(447b) Breaking Away from the Pack: Lateral Compression Induces Single Cell Dissociation from Collectively Migrating Cancer Cells

Authors: 
Law, R., Johns Hopkins University
Wong, B. S., Johns Hopkins University
Wang, N., Johns Hopkins University
Gu, Z., Hong Kong Baptist University
Konstantopoulos, K., Johns Hopkins University
Cell migration can broadly be characterized into two categories comprising of single cell motility and collectively migrating groups of cells. Single cell migration has been investigated extensively in a wide variety of systems, but there is much less known about the more efficient mode of collective migration. This mode of cell migration is prevalent within wound healing, developmental morphogenesis, and cancer. Within the context of cancer, collective migration plays a prominent role within the metastatic cascade, more specifically, tumor dissemination. Within tumor dissemination, single cells and cell clusters dissociate from the bulk primary tumor and migrate throughout the host to distant metastatic sites to form secondary metastasis. Our group has devised a novel in-vitro system using photolithography to fabricate PDMS microchannels of varying dimensions to study this phenomenon. Remarkably, we have observed that when A431 squamous cell carcinoma cells are subjected to increasing degrees of lateral compression in narrower microchannels, single cells tend to dissociate more from the bulk monolayer. We hypothesized that this can be due to a decrease in E-cadherin expression as the cells migrate through confined spaces. We also hypothesized that a variety of physical cues exerted by confining microchannels could be causing an increase in E-cadherin disengagement which could be responsible for the cell dissociation that was observed.
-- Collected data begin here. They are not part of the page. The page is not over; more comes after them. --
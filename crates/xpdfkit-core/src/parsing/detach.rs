use once_cell::sync::Lazy;
use regex::Regex;
use serde::Serialize;

/// One attachment reported by `pdfdetach -list`.
#[derive(Debug, Clone, PartialEq, Eq, Serialize)]
pub struct PdfDetachEntry {
    pub name: String,
    /// Size in bytes when the tool reports one.
    pub size: Option<u64>,
}

static ENTRY: Lazy<Regex> =
    Lazy::new(|| Regex::new(r"(?i)^\s*\d+:\s+(.+?)(?:\s+\((\d+)\s+bytes\))?\s*$").unwrap());

/// Parse `pdfdetach -list` output: lines of the form `<index>: <name>`,
/// optionally followed by `(<N> bytes)`. Anything else (banner, blanks,
/// the attachment count line) is ignored.
pub fn parse_pdfdetach_output(stdout: &str) -> Vec<PdfDetachEntry> {
    stdout
        .lines()
        .filter_map(|line| {
            let caps = ENTRY.captures(line)?;
            Some(PdfDetachEntry {
                name: caps[1].to_string(),
                size: caps.get(2).and_then(|m| m.as_str().parse().ok()),
            })
        })
        .collect()
}
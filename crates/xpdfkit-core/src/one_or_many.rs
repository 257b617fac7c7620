use serde::Serialize;

/// Result shape of a fan-out: a bare value when exactly one input was given,
/// an input-ordered sequence otherwise.
///
/// The collapse is purely presentational; callers that always want a
/// sequence should wrap a scalar input in a one-element `Many` themselves.
/// Serialized untagged, so JSON output is the bare value or an array.
#[derive(Debug, Clone, PartialEq, Serialize)]
#[serde(untagged)]
pub enum OneOrMany<T> {
    One(T),
    Many(Vec<T>),
}

impl<T> OneOrMany<T> {
    /// Collapse a result vector: length one becomes a scalar, anything else
    /// stays a sequence (including empty).
    pub fn collapse(mut items: Vec<T>) -> OneOrMany<T> {
        if items.len() == 1 {
            OneOrMany::One(items.remove(0))
        } else {
            OneOrMany::Many(items)
        }
    }

    pub fn len(&self) -> usize {
        match self {
            OneOrMany::One(_) => 1,
            OneOrMany::Many(items) => items.len(),
        }
    }

    pub fn is_empty(&self) -> bool {
        self.len() == 0
    }

    pub fn into_vec(self) -> Vec<T> {
        match self {
            OneOrMany::One(item) => vec![item],
            OneOrMany::Many(items) => items,
        }
    }

    pub fn as_slice(&self) -> &[T] {
        match self {
            OneOrMany::One(item) => std::slice::from_ref(item),
            OneOrMany::Many(items) => items,
        }
    }

    /// Value for the input at `index`: a scalar applies to every index, a
    /// sequence is selected positionally.
    pub fn select(&self, index: usize) -> Option<&T> {
        match self {
            OneOrMany::One(item) => Some(item),
            OneOrMany::Many(items) => items.get(index),
        }
    }
}

impl<T> From<T> for OneOrMany<T> {
    fn from(item: T) -> Self {
        OneOrMany::One(item)
    }
}

impl<T> From<Vec<T>> for OneOrMany<T> {
    fn from(items: Vec<T>) -> Self {
        OneOrMany::Many(items)
    }
}

impl<T> IntoIterator for OneOrMany<T> {
    type Item = T;
    type IntoIter = std::vec::IntoIter<T>;

    fn into_iter(self) -> Self::IntoIter {
        self.into_vec().into_iter()
    }
}
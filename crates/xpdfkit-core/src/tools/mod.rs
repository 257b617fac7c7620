//! One thin wrapper per Xpdf tool.
//!
//! Every invoker builds its argument vector the same way: common page-range
//! and password flags, the tool's own flags in a fixed order, the caller's
//! passthrough arguments, then the input path and (for conversion tools) an
//! optional output destination. Validation beyond the option types is left
//! to the tool itself.

pub mod common;
pub mod pdfdetach;
pub mod pdffonts;
pub mod pdfimages;
pub mod pdfinfo;
pub mod pdftohtml;
pub mod pdftoppm;
pub mod pdftopng;
pub mod pdftops;
pub mod pdftotext;

pub use common::CommonOptions;
pub use pdfdetach::{pdfdetach, PdfdetachOptions};
pub use pdffonts::{pdffonts, PdffontsOptions};
pub use pdfimages::{pdfimages, PdfimagesOptions};
pub use pdfinfo::{pdfinfo, PdfinfoOptions};
pub use pdftohtml::{pdftohtml, PdftohtmlOptions};
pub use pdftoppm::{pdftoppm, PdftoppmOptions};
pub use pdftopng::{pdftopng, PdftopngOptions};
pub use pdftops::{pdftops, PdftopsOptions};
pub use pdftotext::{pdftotext, Eol, PdftotextOptions};
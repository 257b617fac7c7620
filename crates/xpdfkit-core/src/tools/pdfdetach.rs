use crate::error::XpdfError;
use crate::exec::run::{run, RunOptions, RunResult};
use crate::tool::ToolName;
use crate::tools::common::{apply_common_options, apply_passthrough, push_path, CommonOptions};
use std::path::Path;

#[derive(Debug, Clone, Default)]
pub struct PdfdetachOptions {
    pub common: CommonOptions,
    /// List attachments (`-list`). `None` lets the caller's layer pick a
    /// default based on the save options.
    pub list: Option<bool>,
    /// Save every attachment (`-saveall`).
    pub save_all: bool,
    /// Save the attachment with this number (`-save`).
    pub save: Option<String>,
    /// Destination path for saved attachments (`-o`).
    pub extract_path: Option<String>,
}

fn build_args(input: &Path, options: &PdfdetachOptions) -> Vec<String> {
    let mut args = Vec::new();
    apply_common_options(&mut args, &options.common);
    if options.list == Some(true) {
        args.push("-list".into());
    }
    if options.save_all {
        args.push("-saveall".into());
    }
    if let Some(save) = &options.save {
        args.push("-save".into());
        args.push(save.clone());
    }
    if let Some(path) = &options.extract_path {
        args.push("-o".into());
        args.push(path.clone());
    }
    apply_passthrough(&mut args, &options.common);
    push_path(&mut args, input);
    args
}

/// List or extract embedded files.
pub async fn pdfdetach(
    input: &Path,
    options: &PdfdetachOptions,
    run_opts: &RunOptions,
) -> Result<RunResult, XpdfError> {
    run(ToolName::Pdfdetach, &build_args(input, options), run_opts).await
}
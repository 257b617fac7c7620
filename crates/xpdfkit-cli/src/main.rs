mod commands;
mod error;
mod output;

use clap::{Parser, Subcommand};
use std::path::PathBuf;
use std::time::Duration;
use xpdfkit_core::{RunOptions, Xpdf, XpdfConfig};

#[derive(Parser)]
#[command(
    name = "xpdfkit",
    version,
    about = "Inspect and convert PDFs with the Xpdf command-line tools"
)]
struct Cli {
    /// Directory containing the Xpdf binaries (a tool missing here is an error)
    #[arg(long, global = true, value_name = "DIR")]
    bin_dir: Option<PathBuf>,

    /// Prefer binaries found on the system PATH over the bundled set
    #[arg(long, global = true)]
    use_system: bool,

    /// Kill a tool that runs longer than this many milliseconds
    #[arg(long, global = true, value_name = "MS")]
    timeout_ms: Option<u64>,

    #[command(subcommand)]
    command: Commands,
}

#[derive(Subcommand)]
enum Commands {
    /// Show document metadata
    Info {
        /// PDF file(s)
        #[arg(required = true)]
        pdfs: Vec<PathBuf>,

        /// Print dates as stored in the file, unconverted
        #[arg(long)]
        raw_dates: bool,

        /// Output format: table (default) or json
        #[arg(short, long, default_value = "table")]
        output: String,
    },
    /// List the fonts a document uses
    Fonts {
        #[arg(required = true)]
        pdfs: Vec<PathBuf>,

        /// Report the substitute fonts that would actually be used
        #[arg(long)]
        subst: bool,

        /// Output format: table (default) or json
        #[arg(short, long, default_value = "table")]
        output: String,
    },
    /// List or extract embedded files
    Attachments {
        #[arg(required = true)]
        pdfs: Vec<PathBuf>,

        /// Save every attachment instead of listing
        #[arg(long)]
        save_all: bool,

        /// Destination path for saved attachments
        #[arg(long, value_name = "PATH")]
        out: Option<PathBuf>,

        /// Output format: table (default) or json
        #[arg(short = 'o', long, default_value = "table")]
        output: String,
    },
    /// Extract text to stdout or a file
    Text {
        pdf: PathBuf,

        /// Write to this file instead of stdout
        #[arg(short = 'O', long, value_name = "FILE")]
        out: Option<PathBuf>,

        /// Preserve the physical page layout
        #[arg(long)]
        layout: bool,

        /// First page to extract
        #[arg(short, long, value_name = "N")]
        first_page: Option<u32>,

        /// Last page to extract
        #[arg(short, long, value_name = "N")]
        last_page: Option<u32>,
    },
    /// Convert a PDF to another format
    Convert {
        pdf: PathBuf,

        /// Target format: ppm, png, ps or html
        #[arg(long, value_name = "FORMAT")]
        to: commands::convert::Format,

        /// Output file or root name (the tool's default when omitted)
        #[arg(short = 'O', long, value_name = "PATH")]
        out: Option<PathBuf>,

        /// Rasterization resolution in DPI (ppm/png only)
        #[arg(short, long, value_name = "DPI")]
        resolution: Option<u32>,
    },
    /// Invoke a tool directly with raw arguments
    Run {
        /// Tool name, e.g. pdftotext
        tool: String,

        /// Arguments passed through verbatim
        #[arg(trailing_var_arg = true, allow_hyphen_values = true)]
        args: Vec<String>,
    },
    /// Show where each tool resolves
    Tools,
}

#[tokio::main]
async fn main() {
    tracing_subscriber::fmt()
        .with_env_filter(tracing_subscriber::EnvFilter::from_default_env())
        .with_writer(std::io::stderr)
        .init();

    let cli = Cli::parse();

    let run_opts = RunOptions {
        bin_dir: cli.bin_dir.clone(),
        use_system: cli.use_system.then_some(true),
        timeout: cli.timeout_ms.map(Duration::from_millis),
        ..Default::default()
    };
    let xpdf = Xpdf::new(XpdfConfig::default());

    let result = match cli.command {
        Commands::Info {
            pdfs,
            raw_dates,
            output,
        } => commands::info::run(&xpdf, pdfs, raw_dates, &output, &run_opts).await,
        Commands::Fonts {
            pdfs,
            subst,
            output,
        } => commands::fonts::run(&xpdf, pdfs, subst, &output, &run_opts).await,
        Commands::Attachments {
            pdfs,
            save_all,
            out,
            output,
        } => commands::attachments::run(&xpdf, pdfs, save_all, out, &output, &run_opts).await,
        Commands::Text {
            pdf,
            out,
            layout,
            first_page,
            last_page,
        } => commands::text::run(&xpdf, pdf, out, layout, first_page, last_page, &run_opts).await,
        Commands::Convert {
            pdf,
            to,
            out,
            resolution,
        } => commands::convert::run(&xpdf, pdf, to, out, resolution, &run_opts).await,
        Commands::Run { tool, args } => commands::run_tool::run(&xpdf, &tool, args, &run_opts).await,
        Commands::Tools => commands::tools::run(&run_opts),
    };

    if let Err(e) = result {
        eprintln!("Error: {e}");
        std::process::exit(1);
    }
}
To support this, A431 cells transfected with E-cadherin -GFP were utilized in a similar fashion to assess the role of E-cadherin in our system. Interestingly, the E-cadherin GFP overexpressing cells dissociated from the bulk population at markedly lower frequency than the wild type cells revealing a key role for E-cadherin in this process. We are currently exploring the roles of cell intrinsic forces including cell tension and traction forces, actomyosin contractility as well as the role of softer substrates (12-50 kPa) in regulating the expression and/or function of E-cadherin through confining spaces.